- Theatrical release poster
- French: L'Amant d'un jour
- Directed by: Philippe Garrel
- Written by: Jean-Claude Carrière; Caroline Deruas; Arlette Langmann; Philippe Garrel;
- Produced by: Saïd Ben Saïd; Michel Merkt;
- Starring: Éric Caravaca; Esther Garrel; Louise Chevillotte;
- Cinematography: Renato Berta
- Edited by: François Gédigier
- Music by: Jean-Louis Aubert
- Production companies: SBS Films; Arte France Cinéma;
- Distributed by: SBS Distribution
- Release dates: 19 May 2017 (Cannes); 31 May 2017 (France);
- Running time: 76 minutes
- Country: France
- Language: French
- Box office: $383,872

= Lover for a Day =

2017 film by Philippe Garrel

Lover for a Day (L'Amant d'un jour) is a 2017 French drama film co-written and directed by Philippe Garrel, starring Éric Caravaca, Esther Garrel and Louise Chevillotte. It is the third and final installment in Garrel's trilogy of love, following Jealousy (2013) and In the Shadow of Women (2015). The film had its world premiere in the Directors' Fortnight section of the 2017 Cannes Film Festival, where it won the SACD Award.

==Synopsis==
A philosophy professor named Gilles has a relationship with Ariane, who is one of his students. Gilles' daughter, Jeanne, moves in to live with them after being kicked out of her boyfriend's apartment.

==Cast==
- Éric Caravaca as Gilles
- Esther Garrel as Jeanne
- Louise Chevillotte as Ariane

==Release==
The film had its world premiere in the Directors' Fortnight section of the Cannes Film Festival on 19 May 2017. Shortly thereafter, Mubi acquired US, UK, and Ireland distribution rights to the film. It was released in France on 31 May 2017. The film was screened at the New York Film Festival on 10 October 2017.

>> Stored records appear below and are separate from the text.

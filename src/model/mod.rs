//! # Structure Graph Model
//!
//! DTOs for the JSON structure-graph format and the normalized edge the
//! relational algebra works on. These types cross every boundary:
//! loader ↔ relation store ↔ algebra ↔ pipeline ↔ rendering collaborator.
//!
//! Design rule: this module is pure data. No I/O, no state, no async.

pub mod node;
pub mod edge;
pub mod relation;
pub mod graph;
pub mod value;
pub mod property_map;

pub use node::{NodeData, Labels, kind};
pub use edge::{EdgeData, Edge, WEIGHT, NO_LABEL};
pub use relation::Relation;
pub use graph::{Graph, Elements, Element};
pub use value::Value;
pub use property_map::{PropertyMap, first_nonempty_str};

It was released in the United States on 12 January 2018, and in the United Kingdom on 19 January 2018.

==Reception==
Lover for a Day received positive reviews from film critics. On the review aggregator website Rotten Tomatoes, the film holds an approval rating of 82% based on 51 reviews, with an average rating of 6.9/10. The website's critics consensus reads, "Lover for a Day offers an absorbing character study that's as well-acted and believable as it is beautifully filmed." On Metacritic, the film holds a rating of 69 out of 100, based on 14 critics, indicating "generally favorable reviews".

Pamela Pianezza of Variety called the film "an alluring and very elegantly crafted — though largely predictable — romantic dramedy that should do well in territories where the French auteur is already known and esteemed."

Cahiers du cinéma placed the film at number 6 on its list of the top 10 films of 2017.